● **EXERCISE OBJECTIVE**:
The string "chrono" may appear in lines of the listing. Report each line where it does.

● **INFORMATION GIVEN**:
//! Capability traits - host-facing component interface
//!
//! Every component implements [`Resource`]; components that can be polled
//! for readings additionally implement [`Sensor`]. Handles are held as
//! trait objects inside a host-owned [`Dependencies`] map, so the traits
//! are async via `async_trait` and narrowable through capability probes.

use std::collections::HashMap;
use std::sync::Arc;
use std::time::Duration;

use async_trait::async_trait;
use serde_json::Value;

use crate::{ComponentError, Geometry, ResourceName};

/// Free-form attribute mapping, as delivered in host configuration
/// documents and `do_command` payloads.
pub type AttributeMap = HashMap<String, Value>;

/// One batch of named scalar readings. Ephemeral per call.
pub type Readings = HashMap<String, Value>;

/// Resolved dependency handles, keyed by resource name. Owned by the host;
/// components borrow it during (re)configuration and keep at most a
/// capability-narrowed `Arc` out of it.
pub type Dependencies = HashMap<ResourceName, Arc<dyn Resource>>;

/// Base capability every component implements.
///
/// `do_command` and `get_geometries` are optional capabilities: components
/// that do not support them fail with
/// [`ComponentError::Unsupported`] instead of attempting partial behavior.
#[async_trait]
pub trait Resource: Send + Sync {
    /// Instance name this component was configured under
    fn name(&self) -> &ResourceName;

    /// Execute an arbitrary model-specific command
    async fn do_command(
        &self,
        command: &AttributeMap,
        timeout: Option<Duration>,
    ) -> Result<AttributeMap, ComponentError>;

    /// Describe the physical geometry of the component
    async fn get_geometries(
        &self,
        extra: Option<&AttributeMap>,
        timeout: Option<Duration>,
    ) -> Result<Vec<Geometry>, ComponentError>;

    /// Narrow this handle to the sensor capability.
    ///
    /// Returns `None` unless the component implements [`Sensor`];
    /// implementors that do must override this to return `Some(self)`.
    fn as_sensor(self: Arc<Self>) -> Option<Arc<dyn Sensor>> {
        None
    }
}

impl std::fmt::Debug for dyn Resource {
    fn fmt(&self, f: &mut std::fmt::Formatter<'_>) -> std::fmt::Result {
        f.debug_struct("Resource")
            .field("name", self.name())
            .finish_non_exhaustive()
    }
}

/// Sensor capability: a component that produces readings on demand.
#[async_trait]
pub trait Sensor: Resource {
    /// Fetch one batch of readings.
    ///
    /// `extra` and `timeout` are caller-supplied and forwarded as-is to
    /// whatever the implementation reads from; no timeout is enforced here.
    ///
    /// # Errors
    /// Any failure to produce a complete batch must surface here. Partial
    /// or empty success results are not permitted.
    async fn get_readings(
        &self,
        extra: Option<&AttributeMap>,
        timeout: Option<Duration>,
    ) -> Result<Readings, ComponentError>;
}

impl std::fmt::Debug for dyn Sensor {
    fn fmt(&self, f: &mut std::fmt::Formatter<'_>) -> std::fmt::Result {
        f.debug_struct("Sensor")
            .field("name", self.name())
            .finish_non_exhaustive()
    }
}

* * *

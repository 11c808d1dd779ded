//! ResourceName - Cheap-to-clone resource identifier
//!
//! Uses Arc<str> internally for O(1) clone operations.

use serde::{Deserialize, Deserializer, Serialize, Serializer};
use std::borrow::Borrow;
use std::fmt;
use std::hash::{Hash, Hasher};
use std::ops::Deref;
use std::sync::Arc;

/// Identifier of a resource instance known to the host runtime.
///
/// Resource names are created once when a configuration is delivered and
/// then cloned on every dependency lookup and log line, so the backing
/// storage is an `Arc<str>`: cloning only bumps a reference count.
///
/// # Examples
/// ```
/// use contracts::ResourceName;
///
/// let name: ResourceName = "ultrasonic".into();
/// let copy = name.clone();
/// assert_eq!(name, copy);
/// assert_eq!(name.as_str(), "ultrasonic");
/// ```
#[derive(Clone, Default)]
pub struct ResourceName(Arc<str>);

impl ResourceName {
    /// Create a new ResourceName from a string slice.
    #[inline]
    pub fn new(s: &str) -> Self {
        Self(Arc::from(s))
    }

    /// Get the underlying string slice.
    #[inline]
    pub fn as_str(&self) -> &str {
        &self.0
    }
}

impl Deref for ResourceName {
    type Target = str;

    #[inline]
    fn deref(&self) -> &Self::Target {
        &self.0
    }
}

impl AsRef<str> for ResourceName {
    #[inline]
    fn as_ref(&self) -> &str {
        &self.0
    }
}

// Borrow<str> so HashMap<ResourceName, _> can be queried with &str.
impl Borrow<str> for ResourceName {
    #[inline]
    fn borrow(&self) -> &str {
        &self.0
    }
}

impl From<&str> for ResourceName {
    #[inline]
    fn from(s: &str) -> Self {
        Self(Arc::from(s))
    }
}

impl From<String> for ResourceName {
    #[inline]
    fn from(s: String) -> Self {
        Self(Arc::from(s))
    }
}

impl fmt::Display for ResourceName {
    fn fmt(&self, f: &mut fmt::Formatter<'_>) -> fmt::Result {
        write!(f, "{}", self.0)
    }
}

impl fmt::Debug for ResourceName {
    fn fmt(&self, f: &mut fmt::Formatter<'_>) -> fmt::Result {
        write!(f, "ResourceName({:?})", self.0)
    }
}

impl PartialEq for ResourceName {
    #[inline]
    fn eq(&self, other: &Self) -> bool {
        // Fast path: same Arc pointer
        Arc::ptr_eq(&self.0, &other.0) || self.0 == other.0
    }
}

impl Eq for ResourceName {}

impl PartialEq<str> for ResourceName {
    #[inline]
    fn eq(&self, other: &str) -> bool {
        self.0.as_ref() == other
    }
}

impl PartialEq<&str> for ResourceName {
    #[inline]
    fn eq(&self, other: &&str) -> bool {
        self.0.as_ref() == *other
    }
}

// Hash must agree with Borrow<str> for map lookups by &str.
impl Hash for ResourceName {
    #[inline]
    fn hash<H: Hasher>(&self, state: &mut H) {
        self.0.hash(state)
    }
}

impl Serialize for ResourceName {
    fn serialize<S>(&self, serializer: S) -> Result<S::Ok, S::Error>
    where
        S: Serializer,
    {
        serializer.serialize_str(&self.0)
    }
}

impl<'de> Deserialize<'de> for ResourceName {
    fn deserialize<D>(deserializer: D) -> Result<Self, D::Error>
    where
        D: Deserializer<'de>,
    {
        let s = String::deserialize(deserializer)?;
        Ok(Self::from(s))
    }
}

==

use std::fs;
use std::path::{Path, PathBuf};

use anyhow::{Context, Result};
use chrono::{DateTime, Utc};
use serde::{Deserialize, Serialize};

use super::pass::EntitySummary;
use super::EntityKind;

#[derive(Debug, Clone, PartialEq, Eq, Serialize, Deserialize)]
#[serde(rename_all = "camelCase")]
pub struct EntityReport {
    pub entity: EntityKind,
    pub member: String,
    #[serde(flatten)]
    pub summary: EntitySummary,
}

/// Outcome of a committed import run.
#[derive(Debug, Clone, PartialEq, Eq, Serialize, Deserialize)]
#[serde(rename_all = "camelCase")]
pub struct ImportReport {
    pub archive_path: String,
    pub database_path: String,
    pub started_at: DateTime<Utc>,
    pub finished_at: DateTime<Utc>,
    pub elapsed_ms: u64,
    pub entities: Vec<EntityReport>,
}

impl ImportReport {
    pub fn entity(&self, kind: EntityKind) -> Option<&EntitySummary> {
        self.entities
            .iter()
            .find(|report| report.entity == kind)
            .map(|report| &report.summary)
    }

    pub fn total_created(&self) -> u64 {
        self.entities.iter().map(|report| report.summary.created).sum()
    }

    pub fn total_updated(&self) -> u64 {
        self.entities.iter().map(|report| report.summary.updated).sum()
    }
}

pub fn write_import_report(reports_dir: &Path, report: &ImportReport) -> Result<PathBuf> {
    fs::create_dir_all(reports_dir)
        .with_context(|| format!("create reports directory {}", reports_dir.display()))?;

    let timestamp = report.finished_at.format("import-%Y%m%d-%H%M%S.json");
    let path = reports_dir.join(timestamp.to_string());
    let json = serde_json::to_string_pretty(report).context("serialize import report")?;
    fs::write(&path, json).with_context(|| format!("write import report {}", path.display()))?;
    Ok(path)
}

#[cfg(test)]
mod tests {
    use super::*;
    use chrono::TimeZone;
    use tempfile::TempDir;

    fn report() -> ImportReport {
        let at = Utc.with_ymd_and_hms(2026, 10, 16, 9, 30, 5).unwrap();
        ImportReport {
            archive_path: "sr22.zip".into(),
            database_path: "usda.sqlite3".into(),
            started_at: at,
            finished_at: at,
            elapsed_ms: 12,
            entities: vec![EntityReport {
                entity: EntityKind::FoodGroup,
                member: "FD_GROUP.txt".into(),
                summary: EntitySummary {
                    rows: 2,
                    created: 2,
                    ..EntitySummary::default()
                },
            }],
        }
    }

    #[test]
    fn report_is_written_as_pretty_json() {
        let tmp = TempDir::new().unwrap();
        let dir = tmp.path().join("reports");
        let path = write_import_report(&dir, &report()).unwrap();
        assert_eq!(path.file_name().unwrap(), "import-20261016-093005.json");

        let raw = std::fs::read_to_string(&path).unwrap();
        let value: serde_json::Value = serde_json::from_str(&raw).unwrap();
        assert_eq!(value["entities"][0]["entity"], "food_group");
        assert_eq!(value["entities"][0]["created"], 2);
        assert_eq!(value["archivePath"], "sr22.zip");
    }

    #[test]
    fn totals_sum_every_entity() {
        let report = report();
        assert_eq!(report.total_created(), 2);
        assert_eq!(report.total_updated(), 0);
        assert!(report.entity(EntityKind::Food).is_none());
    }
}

● **RESPONSE TO THIS TASK**:
use chrono::{DateTime, Utc};
    use chrono::TimeZone;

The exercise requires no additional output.